Self-published authors exist in the vacuum left by the traditional publishing industry as it charges onwards to the gods know where. There are legions of us, all trying to carve that little niche for ourselves in the cliff face of the Readership. A couple of my fellow authors in MD had achieved some success in this endeavor, and I took advice. “Blog, blog, blog and blog,” they said. “Then blog some more.” So I did (ish). “Tweet, Tweet, Tweet and Tweet,” they said. “Then Retweet and keep doing that until your fingers bleed and your brains begin to ooze out of your ears.” So I did (very much so) and things transpired much as expected. I also started a Facebook Page (which failed to thrive due to lack of attention), interviewed authors on my blog, took part in blog tours, indulged in giveaways on Goodreads, and numerous other things that I have long since blanked out. On the positive side, I met lots of nice people (online) and I sold a few books (but not many).

However. All of this Huge Effort for Very Little Effect was totally eclipsed by the outcome of my pact with the Devil That Is Amazon. All I had to do was to sign up with them for ninety days in an exclusive, binding, handcuffing contract which promised that I would do no business with any other publishing entity during that time. In return, I could promote my book by giving it away free for up to five of those days. Such generosity! Unfortunately, it worked (clever people, these Amazonians). During the first three-day promotion, The Butterfly and the Bull was downloaded about 1400 times and it got into the top 100 free books. From then, until the time I stopped all marketing in 2013 and got my life back, I estimate about 5000 free copies were downloaded. Not bad. And I did manage to chalk up 22 reviews during that time.

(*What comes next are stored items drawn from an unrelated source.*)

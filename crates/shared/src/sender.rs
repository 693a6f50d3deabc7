use anyhow::{bail, Context, Result};
use chrono::{Local, NaiveDate};
use lettre::message::header::{Header, HeaderName, HeaderValue};
use lettre::message::{Mailbox, Message, MultiPart};
use lettre::transport::smtp::{authentication::Credentials, AsyncSmtpTransport};
use lettre::{AsyncTransport, Tokio1Executor};
use rand::Rng;
use std::sync::Mutex;
use std::time::{Duration, Instant};
use tracing::{debug, info};

use crate::config::EmailConfig;
use crate::digest::DigestEmail;

const MAILER: &str = "Morning Digest v1.0";
const MESSAGE_ID_DOMAIN: &str = "morning-digest";

pub const SEND_INTERVAL: Duration = Duration::from_secs(2);
pub const DAILY_SEND_LIMIT: u32 = 100;

type HeaderParseError = Box<dyn std::error::Error + Send + Sync>;

macro_rules! text_header {
    ($name:ident, $field:literal) => {
        #[derive(Debug, Clone, PartialEq, Eq)]
        struct $name(String);

        impl Header for $name {
            fn name() -> HeaderName {
                HeaderName::new_from_ascii_str($field)
            }

            fn parse(s: &str) -> Result<Self, HeaderParseError> {
                Ok(Self(s.to_string()))
            }

            fn display(&self) -> HeaderValue {
                HeaderValue::new(Self::name(), self.0.clone())
            }
        }
    };
}

text_header!(XMailer, "X-Mailer");
text_header!(XPriority, "X-Priority");
text_header!(XMsMailPriority, "X-MSMail-Priority");

/// Delivers digest emails over SMTP with STARTTLS.
pub struct DigestSender {
    mailer: AsyncSmtpTransport<Tokio1Executor>,
    from: Mailbox,
    guard: SendGuard,
}

impl DigestSender {
    pub fn new(config: &EmailConfig) -> Result<Self> {
        let creds = Credentials::new(config.sender.clone(), config.sender_password.clone());
        let mailer = AsyncSmtpTransport::<Tokio1Executor>::starttls_relay(&config.smtp_server)
            .with_context(|| format!("Invalid SMTP server {}", config.smtp_server))?
            .port(config.smtp_port)
            .credentials(creds)
            .build();

        let from = config
            .sender
            .parse()
            .with_context(|| format!("Invalid sender address {}", config.sender))?;

        Ok(Self {
            mailer,
            from,
            guard: SendGuard::new(SEND_INTERVAL, DAILY_SEND_LIMIT),
        })
    }

    /// Send `email` as plain text plus HTML. Returns the server's response code.
    ///
    /// Sends are spaced at least [`SEND_INTERVAL`] apart and capped at
    /// [`DAILY_SEND_LIMIT`] per calendar day.
    pub async fn send(&self, email: &DigestEmail) -> Result<String> {
        let wait = self.guard.delay(Instant::now(), Local::now().date_naive())?;
        if !wait.is_zero() {
            info!("Waiting {:.1}s before the next send", wait.as_secs_f64());
            tokio::time::sleep(wait).await;
        }

        let message = self.build_message(email)?;

        let response = self
            .mailer
            .send(message)
            .await
            .with_context(|| format!("Failed to send digest to {}", email.recipient()))?;

        self.guard.record(Instant::now(), Local::now().date_naive());

        let code = response.code().to_string();
        info!("Digest sent to {} ({})", email.recipient(), code);
        Ok(code)
    }

    /// Connect and authenticate without sending anything.
    pub async fn check_connection(&self) -> Result<bool> {
        self.mailer
            .test_connection()
            .await
            .context("SMTP connection test failed")
    }

    fn build_message(&self, email: &DigestEmail) -> Result<Message> {
        let to: Mailbox = email
            .recipient()
            .parse()
            .with_context(|| format!("Invalid recipient address {}", email.recipient()))?;

        Message::builder()
            .from(self.from.clone())
            .to(to)
            .subject(email.subject())
            .message_id(Some(message_id(Local::now().timestamp())))
            .header(XMailer(MAILER.to_string()))
            .header(XPriority("3 (Normal)".to_string()))
            .header(XMsMailPriority("Normal".to_string()))
            .multipart(MultiPart::alternative_plain_html(
                email.text_body().to_string(),
                email.html_body().to_string(),
            ))
            .context("Failed to build digest email")
    }
}

/// `<timestamp.nnnn@morning-digest>` with a random four digit suffix.
fn message_id(timestamp: i64) -> String {
    let suffix: u16 = rand::rng().random_range(1000..=9999);
    format!("<{}.{}@{}>", timestamp, suffix, MESSAGE_ID_DOMAIN)
}

#[derive(Debug)]
struct SendLog {
    last_send: Option<Instant>,
    day: Option<NaiveDate>,
    count: u32,
}

/// Spacing and daily cap for outgoing mail.
#[derive(Debug)]
pub struct SendGuard {
    interval: Duration,
    daily_limit: u32,
    log: Mutex<SendLog>,
}

impl SendGuard {
    pub fn new(interval: Duration, daily_limit: u32) -> Self {
        Self {
            interval,
            daily_limit,
            log: Mutex::new(SendLog {
                last_send: None,
                day: None,
                count: 0,
            }),
        }
    }

    /// Time to wait before sending at `now`. Fails once today's cap is used up.
    pub fn delay(&self, now: Instant, today: NaiveDate) -> Result<Duration> {
        let mut log = self.lock();
        if log.day != Some(today) {
            log.day = Some(today);
            log.count = 0;
        }

        if log.count >= self.daily_limit {
            bail!(
                "Daily send limit reached: {}/{}",
                log.count,
                self.daily_limit
            );
        }

        Ok(match log.last_send {
            Some(last) => self.interval.saturating_sub(now.saturating_duration_since(last)),
            None => Duration::ZERO,
        })
    }

    pub fn record(&self, now: Instant, today: NaiveDate) {
        let mut log = self.lock();
        if log.day != Some(today) {
            log.day = Some(today);
            log.count = 0;
        }
        log.last_send = Some(now);
        log.count += 1;
        debug!("Recorded send, {} today", log.count);
    }

    fn lock(&self) -> std::sync::MutexGuard<'_, SendLog> {
        self.log.lock().unwrap_or_else(|poisoned| poisoned.into_inner())
    }
}

#[cfg(test)]
mod tests {
    use super::*;

    fn config() -> EmailConfig {
        EmailConfig {
            imap_server: "imap.example.com".into(),
            imap_port: 993,
            mailbox: "INBOX".into(),
            smtp_server: "smtp.example.com".into(),
            smtp_port: 587,
            account: "reader@example.com".into(),
            password: "secret".into(),
            sender: "digest@example.com".into(),
            sender_password: "secret".into(),
            recipient: "reader@example.com".into(),
        }
    }

    #[test]
    fn builds_multipart_alternative_message() {
        let sender = DigestSender::new(&config()).unwrap();
        let email = DigestEmail::new(
            "reader@example.com",
            "Daily Newsletter Summary - 2024-01-03",
            "Plain body",
            "<p>HTML body</p>",
        )
        .unwrap();

        let raw = String::from_utf8(sender.build_message(&email).unwrap().formatted()).unwrap();

        assert!(raw.contains("From: digest@example.com"));
        assert!(raw.contains("To: reader@example.com"));
        assert!(raw.contains("Subject: Daily Newsletter Summary - 2024-01-03"));
        assert!(raw.contains("multipart/alternative"));
        assert!(raw.contains("Plain body"));
        assert!(raw.contains("<p>HTML body</p>"));
    }

    #[test]
    fn adds_deliverability_headers() {
        let sender = DigestSender::new(&config()).unwrap();
        let email = DigestEmail::new("reader@example.com", "Digest", "Plain", "<p>HTML</p>").unwrap();

        let raw = String::from_utf8(sender.build_message(&email).unwrap().formatted()).unwrap();

        assert!(raw.contains("X-Mailer: Morning Digest v1.0"));
        assert!(raw.contains("X-Priority: 3 (Normal)"));
        assert!(raw.contains("X-MSMail-Priority: Normal"));
        assert!(raw.contains("@morning-digest>"));
        assert!(raw.contains("Message-ID: <"));
    }

    #[test]
    fn message_id_has_timestamp_and_suffix() {
        let id = message_id(1_704_067_200);
        let inner = id
            .strip_prefix("<1704067200.")
            .and_then(|rest| rest.strip_suffix("@morning-digest>"))
            .unwrap();
        let suffix: u16 = inner.parse().unwrap();
        assert!((1000..=9999).contains(&suffix));
    }

    #[test]
    fn guard_spaces_sends() {
        let guard = SendGuard::new(Duration::from_secs(2), 100);
        let day = NaiveDate::from_ymd_opt(2024, 1, 3).unwrap();
        let start = Instant::now();

        assert_eq!(guard.delay(start, day).unwrap(), Duration::ZERO);
        guard.record(start, day);

        let wait = guard.delay(start + Duration::from_millis(500), day).unwrap();
        assert_eq!(wait, Duration::from_millis(1500));
        assert_eq!(guard.delay(start + Duration::from_secs(3), day).unwrap(), Duration::ZERO);
    }

    #[test]
    fn guard_caps_daily_sends_and_resets_next_day() {
        let guard = SendGuard::new(Duration::ZERO, 2);
        let day = NaiveDate::from_ymd_opt(2024, 1, 3).unwrap();
        let now = Instant::now();

        guard.record(now, day);
        guard.record(now, day);
        let err = guard.delay(now, day).unwrap_err();
        assert!(err.to_string().contains("Daily send limit reached: 2/2"));

        let next = day.succ_opt().unwrap();
        assert_eq!(guard.delay(now, next).unwrap(), Duration::ZERO);
    }

    #[test]
    fn rejects_unparsable_sender() {
        let mut config = config();
        config.sender = "not an address".into();
        assert!(DigestSender::new(&config).is_err());
    }
}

The sequel to TBatB, Flight of the Butterfly, has had no marketing whatsoever. After a few early sales, it has languished unwanted and uncared for in the deep. dark depths of Amazon’s sales list. Until this week, when my good friend Mitch Sturgeon announced that he had finished reading it and was ready to give it a review on Amazon. Good man, Mitch. I am inspired to come up with a new marketing strategy for FotB. What is that going to be? I haven’t a clue. Something that involves being able to put my toe in the water without being siezed by the Alligator That Is Social Media, I think.

Watch this space.


Filed under Marketing, Publishing, Writing

The Editor Regrets…

Behind every author who has ambitions of success, there is a good editor. In my case, she is also my wife, Juli.

The Butterfly & The Bull is my first novel (indeed, my first significant piece of fiction writing) which means that the whole enterprise, from blank sheet to publication and beyond, was a constant learning experience. From the first glimmer of an idea while walking on the beach by the shores of the Chesapeake Bay, I developed the plot and action of the story in my head over a period of six months.  I shared it with no one but Joe The Dog and the occasional turkey buzzard or seagull that happened along during my meanderings.

It wasn’t until I decided to write the story down that I began to get a sense of the key role of the editor.  I shared the hasty outpourings with her. She was encouraging, but offered advice which proved to be crucial. Things like:  “Donnie is the hero. You just can’t make him behave like a wimp. It spoils his character;” and “The story is really about Donnie trying to get his wife back. And yet you’ve got several chapters here where she isn’t mentioned at all. It won’t work;” and “This section is just boring – you need some action here;” and  “Donnie/O’Malley/Ellie/Lynn would never say something like that. It’s out of character.” And so on.  In amongst comments about grammar and style and typos, there was this flow of advice. I didn’t agree with all of it and we occasionally has some robust discussions, but almost always her sense of what would work was spot on.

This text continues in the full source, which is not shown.